Cooper explores the Vanderbilt legacy

NEW YORK (AP) – When Anderson Cooper was 6, his father took him to see the statue of Cornelius “The Commodore” Vanderbilt near New York’s Grand Central Terminal. The transport mogul was the richest man in America when he died in 1877, the 19th century equivalent of Jeff Bezos or Bill Gates.

He was also Cooper’s great-great-great-grandfather.

For much of his life, the CNN personality shunned his lineage. Now 54 years old and himself a father, Cooper took a second look and, along with historian Katherine Howe, wrote the book “Vanderbilt: The Rise and Fall of an American Dynasty” which explores the complicated family inheritance.

The Commodore was obsessed with making money and left $ 100 million behind, a real coin back then. Yet this obsession damaged those around him, and subsequent generations of Vanderbilts, just and unfairly, became symbols of the “idle rich” and squandered a fortune.

“Certainly when I first started working in the news I didn’t want to appear in stories and have people say, ‘Oh, that guy is a Vanderbilt’ or whatever,” Cooper said. “I didn’t think anything good could come of it, personally or professionally. I really worked hard not to do anything that could relate to this.

Researching the family “was like opening a door and finding out all this stuff that I consciously avoided knowing,” he said.

It’s surprising to read that Cooper describes taking extra shifts at CNN to help pay her mother’s nurses when she recovered from a fall. It was Gloria Vanderbilt, nicknamed “the poor little rich girl” in a sensational 1934 custody trial, who inherited $ 4 million when she was 21.

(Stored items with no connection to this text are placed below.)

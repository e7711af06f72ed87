use fundos_core::models::{Place, PlaceType, Progress, SortKey};
use fundos_geo::DriveTimeRange;
use serde::{Deserialize, Serialize};
use std::collections::{BTreeMap, HashMap};

/// A place that passed the active filters, annotated for display
#[derive(Debug, Clone, PartialEq, Serialize, Deserialize)]
pub struct VisiblePlace {
    pub place: Place,

    pub visited: bool,

    /// Straight-line distance from the user, when both ends are known
    pub distance_km: Option<f64>,

    pub drive_time: Option<DriveTimeRange>,

    /// e.g. "850 m" or "12.3 km"
    pub distance_label: Option<String>,

    /// e.g. "13 min–22 min"
    pub drive_time_label: Option<String>,
}

/// Per-facet counts for the chips
#[derive(Debug, Clone, Default, PartialEq, Eq, Serialize, Deserialize)]
pub struct FacetCounts {
    /// Every type is present, with zero when nothing matches
    pub type_counts: BTreeMap<PlaceType, usize>,

    pub district_counts: HashMap<String, usize>,

    /// Districts with a non-zero count, in collation order
    pub available_districts: Vec<String>,
}

impl FacetCounts {
    pub fn type_count(&self, place_type: PlaceType) -> usize {
        self.type_counts.get(&place_type).copied().unwrap_or(0)
    }

    pub fn district_count(&self, district: &str) -> usize {
        self.district_counts.get(district).copied().unwrap_or(0)
    }
}

/// Everything a renderer needs, computed from a single snapshot
#[derive(Debug, Clone, PartialEq, Serialize, Deserialize)]
pub struct View {
    pub places: Vec<VisiblePlace>,

    pub facets: FacetCounts,

    /// The district chips are only offered once a type is selected
    pub district_facet_visible: bool,

    /// Every available district is selected
    pub all_districts_selected: bool,

    /// Places covered by the "all districts" chip
    pub select_all_total: usize,

    pub progress: Progress,

    pub sort: SortKey,

    /// Stale district selections were dropped; the filter needs saving
    pub filter_changed: bool,
}
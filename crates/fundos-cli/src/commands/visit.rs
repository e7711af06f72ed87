//! Visit and unvisit command implementation

use crate::cli::VisitArgs;
use crate::context::AppContext;
use crate::output::OutputWriter;
use crate::output_types::VisitOutput;
use anyhow::Result;

pub async fn execute(
    args: VisitArgs,
    visited: bool,
    ctx: &mut AppContext,
    output: &OutputWriter,
) -> Result<()> {
    let place = ctx.find_place(&args.id)?;
    ctx.session.set_visited(&place.id, visited)?;
    ctx.save_visited().await?;

    let view = ctx.recompute().await?;

    if output.is_json() {
        return output.result(VisitOutput {
            id: place.id.to_string(),
            name: place.name,
            visited,
            progress: view.progress,
        });
    }

    if visited {
        output.success(format!("Visited {}", place.name));
    } else {
        output.success(format!("{} is pending again", place.name));
    }
    output.kv(
        "Progress",
        format!("{}/{} ({}%)", view.progress.visited, view.progress.total, view.progress.percent),
    );
    Ok(())
}
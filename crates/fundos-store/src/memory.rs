//! In-memory blob storage for tests and ephemeral sessions.
//!
//! Uses `RwLock::unwrap()`: a poisoned lock means another thread panicked
//! while holding it, which is not recoverable here.

use async_trait::async_trait;
use fundos_core::error::Result;
use std::collections::HashMap;
use std::sync::{Arc, RwLock};

use crate::ports::StateStore;

#[derive(Debug, Clone, Default)]
pub struct MemoryStateStore {
    blobs: Arc<RwLock<HashMap<String, String>>>,
}

impl MemoryStateStore {
    pub fn new() -> Self {
        Self::default()
    }
}

#[async_trait]
impl StateStore for MemoryStateStore {
    async fn load_blob(&self, name: &str) -> Result<Option<String>> {
        Ok(self.blobs.read().unwrap().get(name).cloned())
    }

    async fn save_blob(&self, name: &str, contents: &str) -> Result<()> {
        self.blobs.write().unwrap().insert(name.to_string(), contents.to_string());
        Ok(())
    }
}

#[cfg(test)]
mod tests {
    use super::*;

    #[tokio::test]
    async fn test_save_then_load() {
        let store = MemoryStateStore::new();
        assert_eq!(store.load_blob("user-pos-v1").await.unwrap(), None);

        store.save_blob("user-pos-v1", "null").await.unwrap();
        store.save_blob("user-pos-v1", r#"{"lat":-12.1,"lon":-77.0}"#).await.unwrap();

        let loaded = store.load_blob("user-pos-v1").await.unwrap();
        assert_eq!(loaded.as_deref(), Some(r#"{"lat":-12.1,"lon":-77.0}"#));
        assert_eq!(store.load_blob("filters-v1").await.unwrap(), None);
    }

    #[tokio::test]
    async fn test_clones_share_state() {
        let store = MemoryStateStore::new();
        let other = store.clone();
        store.save_blob("a", "1").await.unwrap();
        assert_eq!(other.load_blob("a").await.unwrap().as_deref(), Some("1"));
    }
}
//! Rough urban drive-time estimate from a straight-line distance
//!
//! A typical speed tier is picked by distance, then a fluid-traffic and a
//! heavy-traffic speed are derived from it. Both estimates include a fixed
//! overhead for parking and getting out of the neighbourhood.

use serde::{Deserialize, Serialize};

const OVERHEAD_MINUTES: f64 = 5.0;
const FAST_FACTOR: f64 = 1.3;
const SLOW_FACTOR: f64 = 0.6;

/// Estimated range in whole minutes, `min <= max`
#[derive(Debug, Clone, Copy, PartialEq, Eq, Serialize, Deserialize)]
pub struct DriveTimeRange {
    pub min: u32,
    pub max: u32,
}

/// Typical speed in km/h for a trip of this length
fn typical_speed_kmh(km: f64) -> f64 {
    if km <= 3.0 {
        18.0
    } else if km <= 10.0 {
        22.0
    } else {
        35.0
    }
}

fn minutes_at(km: f64, speed_kmh: f64) -> u32 {
    let minutes = (OVERHEAD_MINUTES + (km / speed_kmh) * 60.0).round();
    minutes.max(1.0) as u32
}

/// Estimate the drive time range for a distance in kilometres.
///
/// Returns `None` for a missing or non-finite distance.
pub fn estimate_drive_time_range_minutes(km: Option<f64>) -> Option<DriveTimeRange> {
    let km = km.filter(|km| km.is_finite())?;
    let typical = typical_speed_kmh(km);

    let fast = minutes_at(km, typical * FAST_FACTOR);
    let slow = minutes_at(km, typical * SLOW_FACTOR);

    Some(DriveTimeRange { min: fast.min(slow), max: fast.max(slow) })
}

#[cfg(test)]
mod tests {
    use super::*;
    use proptest::prelude::*;

    #[test]
    fn test_missing_or_non_finite_is_none() {
        assert_eq!(estimate_drive_time_range_minutes(None), None);
        assert_eq!(estimate_drive_time_range_minutes(Some(f64::NAN)), None);
        assert_eq!(estimate_drive_time_range_minutes(Some(f64::INFINITY)), None);
        assert_eq!(estimate_drive_time_range_minutes(Some(f64::NEG_INFINITY)), None);
    }

    #[test]
    fn test_speed_tiers() {
        // 3 km at 23.4 and 10.8 km/h
        assert_eq!(
            estimate_drive_time_range_minutes(Some(3.0)),
            Some(DriveTimeRange { min: 13, max: 22 })
        );
        // 5 km at 28.6 and 13.2 km/h
        assert_eq!(
            estimate_drive_time_range_minutes(Some(5.0)),
            Some(DriveTimeRange { min: 15, max: 28 })
        );
        // 25.4 km at 45.5 and 21 km/h
        assert_eq!(
            estimate_drive_time_range_minutes(Some(25.4)),
            Some(DriveTimeRange { min: 38, max: 78 })
        );
    }

    #[test]
    fn test_zero_distance_is_overhead_only() {
        assert_eq!(
            estimate_drive_time_range_minutes(Some(0.0)),
            Some(DriveTimeRange { min: 5, max: 5 })
        );
    }

    proptest! {
        #[test]
        fn prop_range_is_ordered_and_positive(km in 0.0f64..20_000.0) {
            let range = estimate_drive_time_range_minutes(Some(km)).unwrap();
            prop_assert!(range.min >= 1);
            prop_assert!(range.min <= range.max);
        }
    }
}
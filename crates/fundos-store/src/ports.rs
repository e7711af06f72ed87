use async_trait::async_trait;
use fundos_core::error::Result;

use crate::records::PlaceRecord;

/// Port for named JSON blobs that outlive a session
#[async_trait]
pub trait StateStore: Send + Sync {
    /// Load a blob's raw contents; `None` if it was never saved
    async fn load_blob(&self, name: &str) -> Result<Option<String>>;

    /// Save a blob, replacing any previous contents
    async fn save_blob(&self, name: &str, contents: &str) -> Result<()>;
}

/// Port for a remote source of full custom-place snapshots
#[async_trait]
pub trait PlaceFeed: Send {
    /// Wait for the next snapshot.
    ///
    /// Every snapshot is authoritative for the whole custom subset.
    /// Returns `None` once the feed is closed.
    async fn next_snapshot(&mut self) -> Result<Option<Vec<PlaceRecord>>>;
}
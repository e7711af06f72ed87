//! Filter command implementation

use crate::cli::{FilterAction, FilterArgs};
use crate::commands::facets::print_facets;
use crate::context::AppContext;
use crate::errors;
use crate::output::OutputWriter;
use crate::output_types::FacetsOutput;
use anyhow::Result;
use fundos_core::models::PlaceType;

pub async fn execute(args: FilterArgs, ctx: &mut AppContext, output: &OutputWriter) -> Result<()> {
    match args.action {
        FilterAction::Type { name } => {
            let place_type: PlaceType =
                name.parse().map_err(|_| errors::unknown_type(&name))?;
            ctx.session.toggle_type(place_type);
        }
        FilterAction::District { name } => ctx.session.toggle_district(name.trim()),
        FilterAction::AllDistricts => ctx.session.toggle_all_districts(),
        FilterAction::Clear => ctx.session.clear_filters(),
    }

    let view = ctx.recompute().await?;
    ctx.save_filter().await?;

    output.success("Filters updated");
    print_facets(&FacetsOutput::from_view(&view, ctx.session.filter()), output)
}
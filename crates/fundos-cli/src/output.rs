use console::style;
use serde::Serialize;
use std::fmt::Display;
use tabled::{settings::Style, Table, Tabled};

/// Output format mode
#[derive(Debug, Clone, Copy)]
pub enum OutputFormat {
    Human,
    Json,
}

pub struct OutputWriter {
    format: OutputFormat,
}

impl OutputWriter {
    pub fn new(json: bool) -> Self {
        Self {
            format: if json {
                OutputFormat::Json
            } else {
                OutputFormat::Human
            },
        }
    }

    /// Human mode only; JSON mode reports through [`OutputWriter::result`]
    pub fn success(&self, message: impl Display) {
        if let OutputFormat::Human = self.format {
            println!("{} {}", style("✓").green().bold(), message);
        }
    }

    pub fn info(&self, message: impl Display) {
        if let OutputFormat::Human = self.format {
            println!("{} {}", style("ℹ").blue().bold(), message);
        }
    }

    pub fn warning(&self, message: impl Display) {
        match self.format {
            OutputFormat::Human => {
                eprintln!("{} {}", style("⚠").yellow().bold(), message);
            }
            OutputFormat::Json => {
                let output = serde_json::json!({
                    "status": "warning",
                    "message": message.to_string(),
                });
                eprintln!("{}", output);
            }
        }
    }

    pub fn table<T: Tabled>(&self, data: Vec<T>) {
        if let OutputFormat::Human = self.format {
            if data.is_empty() {
                println!("{}", style("(no places)").dim());
            } else {
                let mut table = Table::new(data);
                table.with(Style::rounded());
                println!("{}", table);
            }
        }
    }

    /// Emit the command result; JSON mode wraps it in a success envelope
    pub fn result<T: Serialize>(&self, data: T) -> anyhow::Result<()> {
        if let OutputFormat::Json = self.format {
            let output = serde_json::json!({
                "status": "success",
                "data": data,
            });
            println!("{}", serde_json::to_string_pretty(&output)?);
        }
        Ok(())
    }

    pub fn kv(&self, key: impl Display, value: impl Display) {
        if let OutputFormat::Human = self.format {
            println!("{}: {}", style(key).bold(), value);
        }
    }

    pub fn section(&self, title: impl Display) {
        if let OutputFormat::Human = self.format {
            println!("\n{}", style(title).bold().underlined());
        }
    }

    pub fn is_json(&self) -> bool {
        matches!(self.format, OutputFormat::Json)
    }
}
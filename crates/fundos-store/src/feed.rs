//! Remote sync feed adapters

use async_trait::async_trait;
use fundos_core::error::{FundosError, Result};
use std::path::PathBuf;
use tokio::sync::mpsc;

use crate::ports::PlaceFeed;
use crate::records::{records_from_value, PlaceRecord};

/// Feed backed by an in-process channel; closes when every sender is dropped
#[derive(Debug)]
pub struct ChannelFeed {
    receiver: mpsc::Receiver<Vec<PlaceRecord>>,
}

impl ChannelFeed {
    pub fn new(receiver: mpsc::Receiver<Vec<PlaceRecord>>) -> Self {
        Self { receiver }
    }

    /// Create a feed together with the sender that publishes snapshots
    pub fn channel(buffer: usize) -> (mpsc::Sender<Vec<PlaceRecord>>, Self) {
        let (sender, receiver) = mpsc::channel(buffer);
        (sender, Self::new(receiver))
    }
}

#[async_trait]
impl PlaceFeed for ChannelFeed {
    async fn next_snapshot(&mut self) -> Result<Option<Vec<PlaceRecord>>> {
        Ok(self.receiver.recv().await)
    }
}

/// Feed that emits the snapshot held in a JSON file once, then closes
#[derive(Debug, Clone)]
pub struct JsonSnapshotFeed {
    path: PathBuf,
    emitted: bool,
}

impl JsonSnapshotFeed {
    pub fn new(path: impl Into<PathBuf>) -> Self {
        Self { path: path.into(), emitted: false }
    }
}

#[async_trait]
impl PlaceFeed for JsonSnapshotFeed {
    async fn next_snapshot(&mut self) -> Result<Option<Vec<PlaceRecord>>> {
        if self.emitted {
            return Ok(None);
        }
        self.emitted = true;

        let contents = tokio::fs::read_to_string(&self.path).await?;
        let value: serde_json::Value = serde_json::from_str(&contents)?;
        // Only a top-level list is a snapshot; it must never read as empty
        if !value.is_array() {
            return Err(FundosError::Serialization(
                "snapshot must be a JSON list of place records".to_string(),
            ));
        }
        let records = records_from_value(value);

        tracing::debug!(
            path = %self.path.display(),
            records = records.len(),
            "Read snapshot file"
        );
        Ok(Some(records))
    }
}
//! List command implementation

use crate::cli::ListArgs;
use crate::context::AppContext;
use crate::output::OutputWriter;
use crate::output_types::ListOutput;
use anyhow::Result;
use fundos_core::models::SortKey;
use fundos_engine::VisiblePlace;
use tabled::Tabled;

#[derive(Tabled)]
pub(crate) struct PlaceRow {
    #[tabled(rename = "✓")]
    visited: &'static str,
    #[tabled(rename = "Name")]
    name: String,
    #[tabled(rename = "Type")]
    place_type: &'static str,
    #[tabled(rename = "District")]
    district: String,
    #[tabled(rename = "Distance")]
    distance: String,
    #[tabled(rename = "Drive")]
    drive: String,
    #[tabled(rename = "ID")]
    id: String,
}

pub(crate) fn place_rows(places: &[VisiblePlace]) -> Vec<PlaceRow> {
    places
        .iter()
        .map(|v| PlaceRow {
            visited: if v.visited { "✓" } else { "" },
            name: v.place.name.clone(),
            place_type: v.place.place_type.label(),
            district: v.place.district.clone(),
            distance: v.distance_label.clone().unwrap_or_else(|| "-".to_string()),
            drive: v.drive_time_label.clone().unwrap_or_else(|| "-".to_string()),
            id: v.place.id.to_string(),
        })
        .collect()
}

pub async fn execute(args: ListArgs, ctx: &mut AppContext, output: &OutputWriter) -> Result<()> {
    if let Some(sort) = &args.sort {
        if sort.parse::<SortKey>().is_err() {
            output.warning(format!("Unknown sort key '{}', sorting by type", sort));
        }
    }
    ctx.apply_view_args(&args.view, args.sort.as_deref());

    let view = ctx.recompute().await?;

    if output.is_json() {
        return output.result(ListOutput::from(view));
    }

    let count = view.places.len();
    output.table(place_rows(&view.places));
    output.kv(
        "Visited",
        format!("{}/{} ({}%)", view.progress.visited, view.progress.total, view.progress.percent),
    );
    output.kv("Showing", format!("{} places sorted by {}", count, view.sort));

    if view.sort == SortKey::Distance && ctx.session.position().is_none() {
        output.info("Distances need a position: fundos locate --lat <LAT> --lon <LON>");
    }
    Ok(())
}
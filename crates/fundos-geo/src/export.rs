//! GeoJSON export of places

use fundos_core::models::Place;
use geo::{BoundingRect, MultiPoint};
use geojson::{Feature, FeatureCollection, Geometry, JsonObject, Value};

use crate::distance::to_point;

/// Build a feature for a place; `extra` is merged into its properties.
///
/// Places without coordinates become features without geometry.
pub fn place_feature(place: &Place, extra: JsonObject) -> Feature {
    let mut properties = JsonObject::new();
    properties.insert("name".to_string(), place.name.clone().into());
    properties.insert("district".to_string(), place.district.clone().into());
    properties.insert("type".to_string(), place.place_type.label().into());
    properties.extend(extra);

    Feature {
        bbox: None,
        geometry: place
            .coordinates
            .map(|c| Geometry::new(Value::Point(vec![c.lon, c.lat]))),
        id: Some(geojson::feature::Id::String(place.id.to_string())),
        properties: Some(properties),
        foreign_members: None,
    }
}

/// Collect features, with a bounding box over every located place
pub fn feature_collection<'a>(
    places: impl IntoIterator<Item = (&'a Place, JsonObject)>,
) -> FeatureCollection {
    let mut points = Vec::new();
    let features: Vec<Feature> = places
        .into_iter()
        .map(|(place, extra)| {
            if let Some(c) = &place.coordinates {
                points.push(to_point(c));
            }
            place_feature(place, extra)
        })
        .collect();

    let bbox = MultiPoint::new(points)
        .bounding_rect()
        .map(|rect| vec![rect.min().x, rect.min().y, rect.max().x, rect.max().y]);

    FeatureCollection { bbox, features, foreign_members: None }
}
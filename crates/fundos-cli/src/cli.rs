use clap::{Parser, Subcommand};
use std::path::PathBuf;

/// Fundos - Checklist of parks and estates around Lima
#[derive(Parser, Debug)]
#[command(name = "fundos")]
#[command(about = "Checklist of parks and estates around Lima", long_about = None)]
#[command(version)]
pub struct Cli {
    /// Output results in JSON format
    #[arg(long, global = true)]
    pub json: bool,

    /// Directory holding saved state and config.toml
    /// (defaults to $FUNDOS_DATA_DIR, then ./.fundos)
    #[arg(long, global = true, value_name = "DIR")]
    pub data_dir: Option<PathBuf>,

    /// Collation locale for sorting (e.g. "es")
    #[arg(long, global = true)]
    pub locale: Option<String>,

    #[command(subcommand)]
    pub command: Commands,
}

#[derive(Subcommand, Debug)]
pub enum Commands {
    /// List the places that pass the active filters
    List(ListArgs),

    /// Show type and district chips with their counts
    Facets(FacetsArgs),

    /// Change the saved type and district selections
    Filter(FilterArgs),

    /// Mark a place as visited
    Visit(VisitArgs),

    /// Mark a place as pending again
    Unvisit(VisitArgs),

    /// Show progress, position and configuration
    Status,

    /// Add a custom place
    Add(AddArgs),

    /// Set your current position
    Locate(LocateArgs),

    /// Extract coordinates from a map link
    ParseLink(ParseLinkArgs),

    /// Print navigation links for a place
    Links(LinksArgs),

    /// Replace custom places with a snapshot file
    Sync(SyncArgs),

    /// Export visible places as GeoJSON
    Export(ExportArgs),
}

/// Transient view options; these are never saved
#[derive(Parser, Debug, Clone, Default)]
pub struct ViewArgs {
    /// Case and accent insensitive text search over name, district and type
    #[arg(long, short = 's')]
    pub search: Option<String>,

    /// Only show places not yet visited
    #[arg(long)]
    pub only_pending: bool,
}

#[derive(Parser, Debug)]
pub struct ListArgs {
    #[command(flatten)]
    pub view: ViewArgs,

    /// Sort by type, name, district or distance
    #[arg(long)]
    pub sort: Option<String>,
}

#[derive(Parser, Debug)]
pub struct FacetsArgs {
    #[command(flatten)]
    pub view: ViewArgs,
}

#[derive(Parser, Debug)]
pub struct FilterArgs {
    #[command(subcommand)]
    pub action: FilterAction,
}

#[derive(Subcommand, Debug)]
pub enum FilterAction {
    /// Toggle a type (Parque or Fundo)
    Type {
        /// Type name
        name: String,
    },

    /// Toggle a district
    District {
        /// District name as shown by `fundos facets`
        name: String,
    },

    /// Select every available district, or clear them if all are selected
    AllDistricts,

    /// Clear type and district selections
    Clear,
}

#[derive(Parser, Debug)]
pub struct VisitArgs {
    /// Place id (see `fundos list`)
    pub id: String,
}

#[derive(Parser, Debug)]
pub struct AddArgs {
    /// Place name
    #[arg(long, required_unless_present = "interactive")]
    pub name: Option<String>,

    /// District
    #[arg(long, required_unless_present = "interactive")]
    pub district: Option<String>,

    /// Parque or Fundo
    #[arg(long = "type", value_name = "TYPE", required_unless_present = "interactive")]
    pub place_type: Option<String>,

    /// Latitude in decimal degrees
    #[arg(long, requires = "lon", allow_negative_numbers = true)]
    pub lat: Option<f64>,

    /// Longitude in decimal degrees
    #[arg(long, requires = "lat", allow_negative_numbers = true)]
    pub lon: Option<f64>,

    /// Map link to take the coordinates from
    #[arg(long, conflicts_with_all = ["lat", "lon"])]
    pub link: Option<String>,

    /// Interactive mode - prompt for every field
    #[arg(long, short = 'i')]
    pub interactive: bool,
}

#[derive(Parser, Debug)]
pub struct LocateArgs {
    /// Latitude in decimal degrees
    #[arg(long, requires = "lon", allow_negative_numbers = true, required_unless_present = "link")]
    pub lat: Option<f64>,

    /// Longitude in decimal degrees
    #[arg(long, requires = "lat", allow_negative_numbers = true)]
    pub lon: Option<f64>,

    /// Map link pointing at your position
    #[arg(long, conflicts_with_all = ["lat", "lon"])]
    pub link: Option<String>,
}

#[derive(Parser, Debug)]
pub struct ParseLinkArgs {
    /// Google Maps, Waze or any link containing "lat,lon"
    pub url: String,
}

#[derive(Parser, Debug)]
pub struct LinksArgs {
    /// Place id
    pub id: String,
}

#[derive(Parser, Debug)]
pub struct SyncArgs {
    /// JSON file with a list of place records
    pub path: PathBuf,
}

#[derive(Parser, Debug)]
pub struct ExportArgs {
    #[command(flatten)]
    pub view: ViewArgs,

    /// Write to a file instead of stdout
    #[arg(long, short = 'o')]
    pub output: Option<PathBuf>,
}
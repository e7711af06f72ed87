//! Export command implementation

use crate::cli::ExportArgs;
use crate::context::AppContext;
use crate::output::OutputWriter;
use crate::output_types::ExportOutput;
use anyhow::{Context, Result};
use fundos_geo::feature_collection;
use geojson::JsonObject;

pub async fn execute(args: ExportArgs, ctx: &mut AppContext, output: &OutputWriter) -> Result<()> {
    ctx.apply_view_args(&args.view, None);
    let view = ctx.recompute().await?;

    let collection = feature_collection(view.places.iter().map(|v| {
        let mut extra = JsonObject::new();
        extra.insert("visited".to_string(), v.visited.into());
        if let Some(km) = v.distance_km {
            extra.insert("distance_km".to_string(), km.into());
        }
        (&v.place, extra)
    }));
    let features = collection.features.len();

    let Some(path) = args.output else {
        if output.is_json() {
            return output.result(collection);
        }
        println!("{}", serde_json::to_string_pretty(&collection)?);
        return Ok(());
    };

    let contents = serde_json::to_string_pretty(&collection)?;
    tokio::fs::write(&path, contents)
        .await
        .with_context(|| format!("Failed to write {}", path.display()))?;

    if output.is_json() {
        return output.result(ExportOutput { path: path.display().to_string(), features });
    }
    output.success(format!("Exported {} places to {}", features, path.display()));
    Ok(())
}
//! Fundos Core - Domain models, catalog, repository and configuration
//!
//! This crate contains the place catalog, the text and collation helpers the
//! filtering engine relies on, and the layered configuration.

pub mod catalog;
pub mod collation;
pub mod config;
pub mod error;
pub mod models;
pub mod repository;
pub mod text;

pub use collation::CatalogCollator;
pub use error::{FundosError, Result};
pub use repository::PlaceRepository;
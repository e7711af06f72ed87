//! Display helpers for distances and durations

use crate::drive_time::DriveTimeRange;

/// "850 m" below one kilometre, "12.3 km" otherwise; `None` if not finite
pub fn format_distance_km(km: f64) -> Option<String> {
    if !km.is_finite() {
        return None;
    }
    if km < 1.0 {
        Some(format!("{} m", (km * 1000.0).round() as i64))
    } else {
        Some(format!("{:.1} km", km))
    }
}

/// "45 min" below an hour, "1 h 5 min" otherwise
pub fn format_minutes(minutes: u32) -> String {
    if minutes < 60 {
        format!("{} min", minutes)
    } else {
        format!("{} h {} min", minutes / 60, minutes % 60)
    }
}

/// "13 min–22 min"
pub fn format_drive_range(range: &DriveTimeRange) -> String {
    format!("{}–{}", format_minutes(range.min), format_minutes(range.max))
}

#[cfg(test)]
mod tests {
    use super::*;

    #[test]
    fn test_distance_formatting() {
        assert_eq!(format_distance_km(0.4567).as_deref(), Some("457 m"));
        assert_eq!(format_distance_km(0.0).as_deref(), Some("0 m"));
        assert_eq!(format_distance_km(1.0).as_deref(), Some("1.0 km"));
        assert_eq!(format_distance_km(25.44).as_deref(), Some("25.4 km"));
        assert_eq!(format_distance_km(f64::NAN), None);
    }

    #[test]
    fn test_minutes_formatting() {
        assert_eq!(format_minutes(1), "1 min");
        assert_eq!(format_minutes(59), "59 min");
        assert_eq!(format_minutes(60), "1 h 0 min");
        assert_eq!(format_minutes(135), "2 h 15 min");
    }

    #[test]
    fn test_range_formatting() {
        let range = DriveTimeRange { min: 38, max: 78 };
        assert_eq!(format_drive_range(&range), "38 min–1 h 18 min");
    }
}
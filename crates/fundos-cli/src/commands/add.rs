//! Add command implementation

use crate::cli::AddArgs;
use crate::context::AppContext;
use crate::errors;
use crate::interactive::interactive_add;
use crate::output::OutputWriter;
use crate::output_types::AddOutput;
use anyhow::Result;
use fundos_core::models::{Coordinates, PlaceDraft};
use fundos_geo::parse_coordinates_from_url;

pub async fn execute(args: AddArgs, ctx: &mut AppContext, output: &OutputWriter) -> Result<()> {
    let draft = if args.interactive {
        interactive_add()?
    } else {
        draft_from_args(args)?
    };

    let existed = draft
        .validate()
        .ok()
        .is_some_and(|p| ctx.session.repository().get(&p.id).is_some());

    let place = ctx.session.submit_place(&draft).map_err(errors::invalid_place)?;
    ctx.save_custom_places().await?;

    // a new district may make saved selections stale or available again
    ctx.recompute().await?;

    if output.is_json() {
        return output.result(AddOutput { place, replaced: existed });
    }

    if existed {
        output.success(format!("Updated {} ({})", place.name, place.id));
    } else {
        output.success(format!("Added {} ({})", place.name, place.id));
    }
    match place.coordinates {
        Some(c) => output.kv("Coordinates", format!("{}, {}", c.lat, c.lon)),
        None => output.info("No coordinates: the place will sort last by distance"),
    }
    Ok(())
}

fn draft_from_args(args: AddArgs) -> Result<PlaceDraft> {
    let coordinates = match (&args.link, args.lat, args.lon) {
        (Some(link), _, _) => Some(
            parse_coordinates_from_url(link).ok_or_else(|| errors::link_without_coordinates(link))?,
        ),
        (None, Some(lat), Some(lon)) => Some(Coordinates { lat, lon }),
        _ => None,
    };

    Ok(PlaceDraft {
        name: args.name.unwrap_or_default(),
        district: args.district.unwrap_or_default(),
        place_type: args.place_type.unwrap_or_default(),
        coordinates,
    })
}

He talks about his mother, who died in 2019 at the age of 95, calling him once because she was in desperate need of two screens for her apartment made of precious wallpaper – a wallpaper she had and which ‘she sold. They cost $ 50,000. Bored with screens six months later, she asked if Cooper had room for them in his basement.

“No one,” write Cooper and Howe, “can evaporate money like a Vanderbilt.”

His mother’s legacy was gone by the time he was born, but she was successful on her own: Most Americans today associate Gloria Vanderbilt with the designer jeans line she launched in 1977. When she died, there was not much left in her estate beyond the apartment she owned, Cooper said.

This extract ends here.